Start of Block

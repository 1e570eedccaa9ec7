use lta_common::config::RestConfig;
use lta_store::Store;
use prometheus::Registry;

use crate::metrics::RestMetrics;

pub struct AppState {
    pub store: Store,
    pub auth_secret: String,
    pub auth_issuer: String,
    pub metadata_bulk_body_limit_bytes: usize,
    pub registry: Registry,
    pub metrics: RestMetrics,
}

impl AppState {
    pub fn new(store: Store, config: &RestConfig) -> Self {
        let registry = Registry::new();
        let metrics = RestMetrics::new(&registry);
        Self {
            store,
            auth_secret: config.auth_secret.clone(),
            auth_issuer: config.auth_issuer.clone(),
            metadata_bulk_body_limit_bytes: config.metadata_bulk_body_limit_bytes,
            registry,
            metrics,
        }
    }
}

End of Block
Start of Block

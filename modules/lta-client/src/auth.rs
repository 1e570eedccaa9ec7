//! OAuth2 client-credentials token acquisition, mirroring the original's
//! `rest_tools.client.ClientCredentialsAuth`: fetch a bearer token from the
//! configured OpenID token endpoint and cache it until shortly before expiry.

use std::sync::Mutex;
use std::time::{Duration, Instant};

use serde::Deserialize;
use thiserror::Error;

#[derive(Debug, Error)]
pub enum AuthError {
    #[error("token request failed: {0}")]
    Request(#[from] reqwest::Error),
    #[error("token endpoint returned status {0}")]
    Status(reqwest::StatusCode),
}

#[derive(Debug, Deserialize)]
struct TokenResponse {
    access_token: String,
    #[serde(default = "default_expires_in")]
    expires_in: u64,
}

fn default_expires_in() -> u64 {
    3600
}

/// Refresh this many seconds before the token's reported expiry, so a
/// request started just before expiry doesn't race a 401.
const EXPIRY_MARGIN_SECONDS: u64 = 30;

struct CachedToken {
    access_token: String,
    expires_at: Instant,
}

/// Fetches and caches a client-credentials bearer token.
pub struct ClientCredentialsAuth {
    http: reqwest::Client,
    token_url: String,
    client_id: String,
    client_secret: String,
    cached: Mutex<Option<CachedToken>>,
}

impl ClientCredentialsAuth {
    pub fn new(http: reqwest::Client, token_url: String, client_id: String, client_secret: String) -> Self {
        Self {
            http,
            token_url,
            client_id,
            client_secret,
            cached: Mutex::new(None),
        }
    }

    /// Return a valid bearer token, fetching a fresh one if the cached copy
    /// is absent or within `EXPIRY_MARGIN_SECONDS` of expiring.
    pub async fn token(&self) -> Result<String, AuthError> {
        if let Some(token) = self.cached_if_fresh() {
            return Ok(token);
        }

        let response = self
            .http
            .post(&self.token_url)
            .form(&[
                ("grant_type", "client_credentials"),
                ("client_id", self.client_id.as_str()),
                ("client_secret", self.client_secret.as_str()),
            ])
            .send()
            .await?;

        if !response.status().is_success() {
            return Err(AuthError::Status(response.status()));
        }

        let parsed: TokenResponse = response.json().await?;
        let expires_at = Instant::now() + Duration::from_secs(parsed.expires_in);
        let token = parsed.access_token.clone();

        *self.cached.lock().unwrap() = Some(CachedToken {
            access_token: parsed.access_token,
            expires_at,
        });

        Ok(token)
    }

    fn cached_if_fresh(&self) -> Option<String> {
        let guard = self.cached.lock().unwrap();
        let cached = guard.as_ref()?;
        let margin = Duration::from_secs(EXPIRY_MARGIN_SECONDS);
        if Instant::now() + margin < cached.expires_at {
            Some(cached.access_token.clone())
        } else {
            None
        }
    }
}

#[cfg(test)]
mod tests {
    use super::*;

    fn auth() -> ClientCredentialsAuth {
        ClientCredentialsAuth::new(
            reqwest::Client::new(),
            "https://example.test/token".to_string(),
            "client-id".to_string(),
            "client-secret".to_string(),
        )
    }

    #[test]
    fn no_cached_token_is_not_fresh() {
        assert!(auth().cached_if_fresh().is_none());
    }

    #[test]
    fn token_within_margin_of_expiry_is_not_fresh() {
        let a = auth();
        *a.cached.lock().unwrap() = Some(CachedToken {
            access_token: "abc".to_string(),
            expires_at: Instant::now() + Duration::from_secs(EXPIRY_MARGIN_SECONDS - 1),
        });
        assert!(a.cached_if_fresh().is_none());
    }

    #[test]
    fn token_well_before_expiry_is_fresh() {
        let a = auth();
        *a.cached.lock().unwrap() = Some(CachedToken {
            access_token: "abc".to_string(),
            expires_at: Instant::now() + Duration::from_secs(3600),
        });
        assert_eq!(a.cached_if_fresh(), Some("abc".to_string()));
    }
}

End of Block

**Exercise:** In the material above, which lines contain "Mutex"? Copy each of them.

**Answer for the task:**
use std::sync::Mutex;
    cached: Mutex<Option<CachedToken>>,
            cached: Mutex::new(None),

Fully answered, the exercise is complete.